INFORMATION PROVIDED: Begin

use clap::Args;
use common::prelude::*;
use uuid::Uuid;

use crate::state::StateError;

/// Register this node with an organization using a pairing secret
#[derive(Args, Debug, Clone)]
pub struct Register {
    /// Organization id
    #[arg(long)]
    pub org: Uuid,

    /// Pairing key id issued by an admin
    #[arg(long)]
    pub pairing_id: String,

    /// Pairing secret issued by an admin
    #[arg(long)]
    pub secret: String,
}

#[derive(Debug, thiserror::Error)]
pub enum RegisterError {
    #[error("state error: {0}")]
    State(#[from] StateError),
    #[error("protocol error: {0}")]
    Protocol(#[from] ProtocolError),
}

impl crate::op::Op for Register {
    type Error = RegisterError;
    type Output = String;

    fn execute(&self, ctx: &crate::op::OpContext) -> Result<Self::Output, Self::Error> {
        let mut state = ctx.state()?;
        let mut node = state.open_node()?;

        // CSRs must be waiting before the organization fans out
        let generated = node.replenish_csrs(state.config.csr_pool_min)?;
        node.register_node(&self.org, &self.pairing_id, &self.secret)?;

        state.config.org_id = Some(self.org);
        state.save_config()?;

        Ok(format!(
            "Sent registration for node {} to organization {} ({} new CSR(s) queued)",
            node.entity().name(),
            self.org,
            generated
        ))
    }
}
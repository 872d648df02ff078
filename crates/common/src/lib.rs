/**
 * Cryptographic types and operations.
 *  - Signing and encryption key pairs
 *  - Content keys, per-recipient key wrapping
 *  - Pre-shared secret authentication
 */
pub mod crypto;
/**
 * Keyed principals and their sign / encrypt
 *  operations over envelopes.
 */
pub mod entity;
/**
 * The versioned, self-describing container
 *  every record and message travels in.
 */
pub mod envelope;
/**
 * Name, id and tag directory used to route
 *  certificates to CAs and nodes.
 */
pub mod index;
/**
 * Certificate authorities, CSRs and issued
 *  certificates.
 */
pub mod pki;
/**
 * Node registration and admin invite over
 *  the shared stores.
 */
pub mod protocol;
/**
 * Queue and kv store collaborators.
 */
pub mod store;

pub mod prelude {
    pub use crate::entity::{Entity, EntityError};
    pub use crate::envelope::{decode, encode, kinds, Envelope, EnvelopeError, SignatureMode};
    pub use crate::index::{normalize_tag, IndexError, ObjectKind, SharedSecret, TagIndex};
    pub use crate::pki::{CaRecord, CertRecord, CertificateAuthority, CsrRecord, X509Authority};
    pub use crate::protocol::invite::{complete_invite, request_invite};
    pub use crate::protocol::organization::public_organization;
    pub use crate::protocol::{
        create_node, create_organization, Context, DrainReport, ProtocolError,
    };
    pub use crate::store::{
        Channel, Direction, FsStore, KvStore, MemoryStore, QueueStore, StoreError,
    };
}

INFORMATION PROVIDED: End

TASK DETAILS: Only the number is wanted: count the lines of the records that hold the word "over".

SOLUTION BELOW: 2